The Power Five conferences had discussed or implemented switches to all conference games for the season only in the last few weeks, meaning they wouldn’t play any games against smaller schools outside of their conferences. The Group of 5 are significantly less wealthy than their Power Five counterparts and so the revenue they can generate by playing teams from these conferences is substantial. The impact of these match ups not happening is massive.

I’m realising college football is quite different from the NFL in this respect. The conferences in the NFL are purely aligned by geography. The AFC wields just as much power as the NFC and both are governed by a central body (the NFL) and a commissioner. This lack of a central leadership in college football threatens to fragment its season. Each conference could come to an entirely different decision about whether to play the next season.

The next two days could be pivotal.

The Big Ten and Pac-12 are close to making a decision that would postpone their seasons until Spring next year. The SEC and ACC seem to be pushing hard to play this season. #WeWantToPlay is the hashtag trending all over Twitter at the moment. The best coach in college football, Alabama’s Nick Saban, and Trevor Lawrence, Clemson QB, arguably the best player, have both come out strongly in favour of playing, advocating the safety of players in a structured, safe environment that a college campus and team routine can provide. The alternative, they argue, is actually putting players at risk by returning them to potentially unsafe environments across the country where their exposure to danger could be greater.

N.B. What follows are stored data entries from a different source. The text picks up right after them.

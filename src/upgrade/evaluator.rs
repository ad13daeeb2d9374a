//! Upgrade Policy Evaluator
//!
//! Decides, one health report at a time, whether a rolling upgrade moves to
//! the next domain, holds, rolls back or fails. Pure given the elapsed times
//! it is handed; it never sleeps or polls.

use crate::error::{ClusterError, ClusterResult};
use crate::upgrade::health::HealthReport;
use crate::upgrade::policy::ClusterUpgradePolicy;
use crate::upgrade::state::{ClusterProvisioningState, ClusterUpgradeFailureReason, UpgradeProgress};
use serde::{Deserialize, Serialize};
use slog::{debug, info, warn, Logger};
use std::time::Duration;

/// Decision taken for one health report
#[derive(Debug, Clone, Copy, PartialEq, Eq, Hash, Serialize, Deserialize)]
pub enum UpgradeAction {
    /// Current domain is done; proceed to the next one
    Continue,
    /// Hold the current domain and evaluate again later
    Wait,
    /// Re-enforce the prior manifest
    RollBack,
    /// Stop; the cluster is failed
    Abort,
    /// Last domain finished; the phase is complete
    Complete,
}

/// Time spent so far in the upgrade and in the current domain
#[derive(Debug, Clone, Copy, PartialEq, Eq, Default, Serialize, Deserialize)]
pub struct UpgradeElapsed {
    pub overall: Duration,
    pub domain: Duration,
}

impl UpgradeElapsed {
    pub fn new(overall: Duration, domain: Duration) -> Self {
        Self { overall, domain }
    }
}

/// Outcome of one evaluation
#[derive(Debug, Clone, PartialEq)]
pub struct Evaluation {
    pub next: UpgradeProgress,
    pub action: UpgradeAction,
    pub failure_reason: ClusterUpgradeFailureReason,
    /// Timeout or breach behind the decision; breaches are reported here even
    /// when the upgrade is allowed to proceed
    pub cause: Option<ClusterError>,
}

/// Applies an upgrade policy to health reports
#[derive(Clone)]
pub struct UpgradeEvaluator {
    policy: ClusterUpgradePolicy,
    override_policy: Option<ClusterUpgradePolicy>,
    unreachable_timeout: Duration,
    logger: Logger,
}

impl UpgradeEvaluator {
    /// Create an evaluator
    ///
    /// # Arguments
    /// * `policy` - The user's upgrade policy
    /// * `override_policy` - Admin policy consulted when the user policy is breached
    /// * `unreachable_timeout` - How long the coordinator may be unreachable
    /// * `logger` - Logger instance
    pub fn new(
        policy: ClusterUpgradePolicy,
        override_policy: Option<ClusterUpgradePolicy>,
        unreachable_timeout: Duration,
        logger: Logger,
    ) -> Self {
        Self {
            policy,
            override_policy,
            unreachable_timeout,
            logger,
        }
    }

    pub fn policy(&self) -> &ClusterUpgradePolicy {
        &self.policy
    }

    /// Evaluate a health report against the upgrade policy
    ///
    /// Checks run in order: coordinator unreachable timeout, overall timeout,
    /// domain timeout, health-check wait window, report availability, health
    /// thresholds, and finally the stability window.
    pub fn evaluate(
        &self,
        progress: &UpgradeProgress,
        report: &HealthReport,
        elapsed: UpgradeElapsed,
    ) -> ClusterResult<Evaluation> {
        if progress.state == ClusterProvisioningState::UpgradeServiceUnreachable {
            return self.evaluate_unreachable(progress, elapsed);
        }
        if !progress.state.is_in_progress() {
            return Err(ClusterError::validation(
                "upgrade.state",
                format!("no upgrade in progress in state {}", progress.state),
            ));
        }

        let policy = &self.policy;

        if elapsed.overall > policy.upgrade_timeout {
            return self.fail(
                progress,
                ClusterUpgradeFailureReason::OverallUpgradeTimeout,
                ClusterError::Timeout {
                    reason: ClusterUpgradeFailureReason::OverallUpgradeTimeout,
                    elapsed: elapsed.overall,
                    limit: policy.upgrade_timeout,
                },
            );
        }

        if elapsed.domain > policy.upgrade_domain_timeout {
            return self.fail(
                progress,
                ClusterUpgradeFailureReason::UpgradeDomainTimeout,
                ClusterError::Timeout {
                    reason: ClusterUpgradeFailureReason::UpgradeDomainTimeout,
                    elapsed: elapsed.domain,
                    limit: policy.upgrade_domain_timeout,
                },
            );
        }

        if elapsed.domain < policy.health_check_wait_duration {
            debug!(self.logger, "Inside health check wait window";
                "domain" => progress.current_domain, "elapsed" => ?elapsed.domain);
            return Ok(Self::hold(progress, None, None));
        }

        if !report.evaluated {
            let retrying = elapsed.domain.saturating_sub(policy.health_check_wait_duration);
            if retrying > policy.health_check_retry_timeout {
                return self.fail(
                    progress,
                    ClusterUpgradeFailureReason::HealthCheck,
                    ClusterError::Timeout {
                        reason: ClusterUpgradeFailureReason::HealthCheck,
                        elapsed: retrying,
                        limit: policy.health_check_retry_timeout,
                    },
                );
            }
            debug!(self.logger, "Health report unavailable, retrying";
                "domain" => progress.current_domain);
            return Ok(Self::hold(progress, None, None));
        }

        let mut reported = None;
        if let Some(breach) = report.first_breach(&policy.health_policy, &policy.delta_health_policy) {
            warn!(self.logger, "Upgrade health policy breached";
                "state" => %progress.state,
                "domain" => progress.current_domain,
                "breach" => %breach);

            let tolerated = if let Some(override_policy) = &self.override_policy {
                let override_breach = report.first_breach(
                    &override_policy.health_policy,
                    &override_policy.delta_health_policy,
                );
                override_breach.is_none() || override_policy.force_restart
            } else {
                policy.force_restart
            };

            if !tolerated {
                return self.fail(
                    progress,
                    ClusterUpgradeFailureReason::HealthCheck,
                    ClusterError::HealthBreach(breach),
                );
            }
            info!(self.logger, "Proceeding despite health breach";
                "override" => self.override_policy.is_some());
            reported = Some(ClusterError::HealthBreach(breach));
        }

        // Stability window
        let healthy_since = progress.healthy_since.unwrap_or(elapsed.overall);
        let stable_for = elapsed.overall.saturating_sub(healthy_since);
        if stable_for < policy.health_check_stable_duration {
            return Ok(Self::hold(progress, Some(healthy_since), reported));
        }

        let mut next = progress.clone();
        next.healthy_since = None;

        if progress.is_last_domain() {
            let target = match progress.state {
                ClusterProvisioningState::EnforcingClusterVersion
                | ClusterProvisioningState::AutoScale
                | ClusterProvisioningState::ScaleUp
                | ClusterProvisioningState::ScaleDown => ClusterProvisioningState::Ready,
                _ => ClusterProvisioningState::EnforcingClusterVersion,
            };
            next.state = progress.state.transition_to(target)?;
            next.current_domain = 0;
            info!(self.logger, "Upgrade phase complete";
                "from" => %progress.state, "to" => %next.state);
            return Ok(Evaluation {
                next,
                action: UpgradeAction::Complete,
                failure_reason: progress.failure_reason,
                cause: reported,
            });
        }

        next.current_domain += 1;
        info!(self.logger, "Upgrade domain complete, continuing";
            "state" => %progress.state,
            "completed" => progress.current_domain,
            "total" => progress.total_domains);
        Ok(Evaluation {
            next,
            action: UpgradeAction::Continue,
            failure_reason: progress.failure_reason,
            cause: reported,
        })
    }

    /// Record that the upgrade coordinator stopped answering at `at`
    pub fn on_coordinator_unreachable(
        &self,
        progress: &UpgradeProgress,
        at: Duration,
    ) -> ClusterResult<UpgradeProgress> {
        let state = progress
            .state
            .transition_to(ClusterProvisioningState::UpgradeServiceUnreachable)?;
        warn!(self.logger, "Upgrade coordinator unreachable"; "resume_state" => %progress.state);
        Ok(UpgradeProgress {
            state,
            resume_state: Some(progress.state),
            unreachable_since: Some(at),
            ..progress.clone()
        })
    }

    /// Return to the interrupted state once the coordinator answers again
    pub fn on_coordinator_reconnected(&self, progress: &UpgradeProgress) -> ClusterResult<UpgradeProgress> {
        let resume = progress.resume_state.ok_or_else(|| {
            ClusterError::validation("upgrade.resume_state", "coordinator was not marked unreachable")
        })?;
        let state = progress.state.transition_to(resume)?;
        info!(self.logger, "Upgrade coordinator reconnected"; "state" => %state);
        Ok(UpgradeProgress {
            state,
            resume_state: None,
            unreachable_since: None,
            ..progress.clone()
        })
    }

    fn evaluate_unreachable(
        &self,
        progress: &UpgradeProgress,
        elapsed: UpgradeElapsed,
    ) -> ClusterResult<Evaluation> {
        let since = progress.unreachable_since.unwrap_or(elapsed.overall);
        let unreachable_for = elapsed.overall.saturating_sub(since);
        if unreachable_for < self.unreachable_timeout {
            return Ok(Self::hold(progress, progress.healthy_since, None));
        }

        let reason = ClusterUpgradeFailureReason::Interrupted;
        let next = UpgradeProgress {
            state: progress.state.transition_to(ClusterProvisioningState::Failed)?,
            resume_state: None,
            failure_reason: reason,
            ..progress.clone()
        };
        warn!(self.logger, "Upgrade coordinator unreachable past timeout, failing cluster";
            "unreachable_for" => ?unreachable_for);
        Ok(Evaluation {
            next,
            action: UpgradeAction::Abort,
            failure_reason: reason,
            cause: Some(ClusterError::Timeout {
                reason,
                elapsed: unreachable_for,
                limit: self.unreachable_timeout,
            }),
        })
    }

    /// Roll back, or abort when there is nothing to roll back to
    fn fail(
        &self,
        progress: &UpgradeProgress,
        reason: ClusterUpgradeFailureReason,
        cause: ClusterError,
    ) -> ClusterResult<Evaluation> {
        let can_roll_back = !matches!(
            progress.state,
            ClusterProvisioningState::BaselineUpgrade | ClusterProvisioningState::EnforcingClusterVersion
        );

        let (action, target) = if can_roll_back {
            (UpgradeAction::RollBack, ClusterProvisioningState::EnforcingClusterVersion)
        } else {
            (UpgradeAction::Abort, ClusterProvisioningState::Failed)
        };

        warn!(self.logger, "Upgrade failed";
            "state" => %progress.state,
            "domain" => progress.current_domain,
            "reason" => %reason,
            "action" => ?action,
            "cause" => %cause);

        let next = UpgradeProgress {
            state: progress.state.transition_to(target)?,
            resume_state: None,
            current_domain: 0,
            healthy_since: None,
            unreachable_since: None,
            failure_reason: reason,
            total_domains: progress.total_domains,
        };
        Ok(Evaluation {
            next,
            action,
            failure_reason: reason,
            cause: Some(cause),
        })
    }

    fn hold(
        progress: &UpgradeProgress,
        healthy_since: Option<Duration>,
        cause: Option<ClusterError>,
    ) -> Evaluation {
        Evaluation {
            next: UpgradeProgress {
                healthy_since,
                ..progress.clone()
            },
            action: UpgradeAction::Wait,
            failure_reason: progress.failure_reason,
            cause,
        }
    }
}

Even President Trump has tweeted in favour of a college football season going ahead.

Trevor Lawrence is the consensus choice to be the top pick in next year’s NFL Draft and facing a potential hiatus until then. His battle with Ohio State’s Justin Fields for Heisman Trophy and number one pick was set to be one of the stories of the season.

What happens next?

College football very likely face the risk of complete cancellation this season, or moving to a spring season next year. If it goes ahead, there are some intriguing possibilities. Teams seem prepared to look at other options. Rumours are that the SEC wants to pull together a group of teams in a kind of super conference which could bring in the likes of Ohio State, Michigan and Clemson if football continues. There is a precedent – independent Notre Dame has already been invited to join the ACC this year.

The Pac-12 and SEC are already scheduled to start their seasons on September 26th and the ACC on September 10th if all goes ahead as currently stands. Decisions are expected today from the Big Ten and Pac-12 on their seasons. The SEC and ACC seem committed, so the future of the whole college football season could rest with the Big 12.

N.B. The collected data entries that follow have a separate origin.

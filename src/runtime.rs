//! Manifest Runtime
//!
//! Keeps the published manifest of each cluster and serializes builds so at
//! most one build per cluster is in flight. Builds for different clusters
//! proceed independently.

use crate::cluster_config::{AdminConfig, ClusterNodeConfig, UserConfig};
use crate::error::ClusterResult;
use crate::event_bus::EventBus;
use crate::manifest::{ClusterManifest, ClusterManifestBuilder, ManifestVersion, UpgradeKind};
use crate::topology::ClusterTopology;
use serde::{Deserialize, Serialize};
use slog::{info, warn, Logger};
use std::collections::HashMap;
use std::sync::Arc;
use tokio::sync::{broadcast, Mutex};

/// Events emitted by the ManifestRuntime
#[derive(Debug, Clone, Serialize, Deserialize, PartialEq, Eq)]
pub enum ManifestEvent {
    /// A new manifest was published
    Published {
        cluster_name: String,
        version: ManifestVersion,
        upgrade_kind: UpgradeKind,
    },

    /// A build failed; the published manifest is unchanged
    BuildFailed { cluster_name: String, error: String },
}

type ManifestSlot = Arc<Mutex<Option<Arc<ClusterManifest>>>>;

/// Single-writer store of published manifests
pub struct ManifestRuntime {
    /// Builder shared by every cluster
    builder: Arc<ClusterManifestBuilder>,

    /// One slot per cluster; holding a slot's lock is the right to build
    slots: Mutex<HashMap<String, ManifestSlot>>,

    /// Event bus for manifest notifications
    event_bus: EventBus<ManifestEvent>,

    logger: Logger,
}

impl ManifestRuntime {
    /// Create a new runtime
    ///
    /// # Arguments
    /// * `builder` - Manifest builder
    /// * `logger` - Logger instance
    pub fn new(builder: Arc<ClusterManifestBuilder>, logger: Logger) -> Self {
        let event_bus = EventBus::new(builder.config().event_capacity);
        Self {
            builder,
            slots: Mutex::new(HashMap::new()),
            event_bus,
            logger,
        }
    }

    /// Build and publish the next manifest for `user.cluster_name`
    ///
    /// Waits for any build already running for the same cluster. On failure
    /// the published manifest stays as it was.
    pub async fn build(
        &self,
        topology: &ClusterTopology,
        user: &UserConfig,
        admin: &AdminConfig,
        node_config: &ClusterNodeConfig,
    ) -> ClusterResult<Arc<ClusterManifest>> {
        let slot = self.slot(&user.cluster_name).await;
        let mut published = slot.lock().await;

        match self
            .builder
            .build(topology, user, admin, node_config, published.as_deref())
        {
            Ok(manifest) => {
                let manifest = Arc::new(manifest);
                *published = Some(manifest.clone());
                info!(self.logger, "Published manifest";
                    "cluster" => &user.cluster_name, "version" => %manifest.version());
                self.event_bus.publish(ManifestEvent::Published {
                    cluster_name: user.cluster_name.clone(),
                    version: manifest.version(),
                    upgrade_kind: manifest.upgrade_kind(),
                });
                Ok(manifest)
            }
            Err(e) => {
                warn!(self.logger, "Manifest build failed";
                    "cluster" => &user.cluster_name, "error" => %e);
                self.event_bus.publish(ManifestEvent::BuildFailed {
                    cluster_name: user.cluster_name.clone(),
                    error: e.to_string(),
                });
                Err(e)
            }
        }
    }

    /// Install an already-published manifest (e.g. loaded from storage)
    pub async fn restore(&self, manifest: ClusterManifest) {
        let slot = self.slot(manifest.cluster_name()).await;
        let mut published = slot.lock().await;
        info!(self.logger, "Restored manifest";
            "cluster" => manifest.cluster_name(), "version" => %manifest.version());
        *published = Some(Arc::new(manifest));
    }

    /// The manifest currently published for a cluster
    pub async fn current(&self, cluster_name: &str) -> Option<Arc<ClusterManifest>> {
        let slot = self.slots.lock().await.get(cluster_name).cloned()?;
        let published = slot.lock().await;
        published.clone()
    }

    /// Drop a deleted cluster's slot and return its last published manifest
    ///
    /// Waits for an in-flight build of the cluster to finish first. A build
    /// started after this call begins from an empty slot.
    pub async fn forget(&self, cluster_name: &str) -> Option<Arc<ClusterManifest>> {
        let slot = self.slots.lock().await.remove(cluster_name)?;
        let mut published = slot.lock().await;
        info!(self.logger, "Forgot cluster"; "cluster" => cluster_name);
        published.take()
    }

    pub fn subscribe(&self) -> broadcast::Receiver<ManifestEvent> {
        self.event_bus.subscribe()
    }

    pub fn builder(&self) -> &Arc<ClusterManifestBuilder> {
        &self.builder
    }

    async fn slot(&self, cluster_name: &str) -> ManifestSlot {
        let mut slots = self.slots.lock().await;
        slots
            .entry(cluster_name.to_string())
            .or_insert_with(|| Arc::new(Mutex::new(None)))
            .clone()
    }
}
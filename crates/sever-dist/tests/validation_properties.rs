use sever_dist::{Mixture, MixtureComponent, Registry};

#[test]
fn testable_property_8_validation_failure_modes() {
    let reg = Registry::new();

    // unknown parameter name -> unknown distribution entirely
    assert!(!reg.validate("not_a_distribution", &[1.0]));

    // integer-only parameter supplied with fractional value
    let mut custom = Registry::new();
    custom.create_example_distributions();
    assert!(!custom.validate("beta_binomial", &[5.5, 1.0, 1.0]));

    // value outside [min, max]
    assert!(!reg.validate("bernoulli", &[2.0]));

    // negative value when positive-only
    assert!(!reg.validate("exponential", &[-1.0]));
}

#[test]
fn mixture_construction_end_to_end_with_registry_lookup() {
    let mut registry = Registry::new();
    registry.create_example_distributions();

    let mixture = Mixture::new(vec![
        MixtureComponent::new("normal", 0.6),
        MixtureComponent::new("student_t", 0.4),
    ])
    .expect("weights sum to one");

    for component in mixture.components() {
        assert!(registry.has(&component.distribution_name));
    }
}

Does pushing the season back to Spring mean that Draft eligible (and so the very best) players skip their last season to avoid the risk of injury and as such their future professional careers and multimillion dollar contracts in the NFL?

Ross Dellenger and Pat Forde in Sports Illustrated quote an industry insider as saying “We’ve mastered the art of being entertaining, if nothing else. My God, what a mess.”

Whatever the outcome, college football in 2020 will always have an asterisk next to it, or will there be a line through the whole thing? The next two days will be critical in deciding that outcome. It feels like 4th and Goal with seconds left on the clock.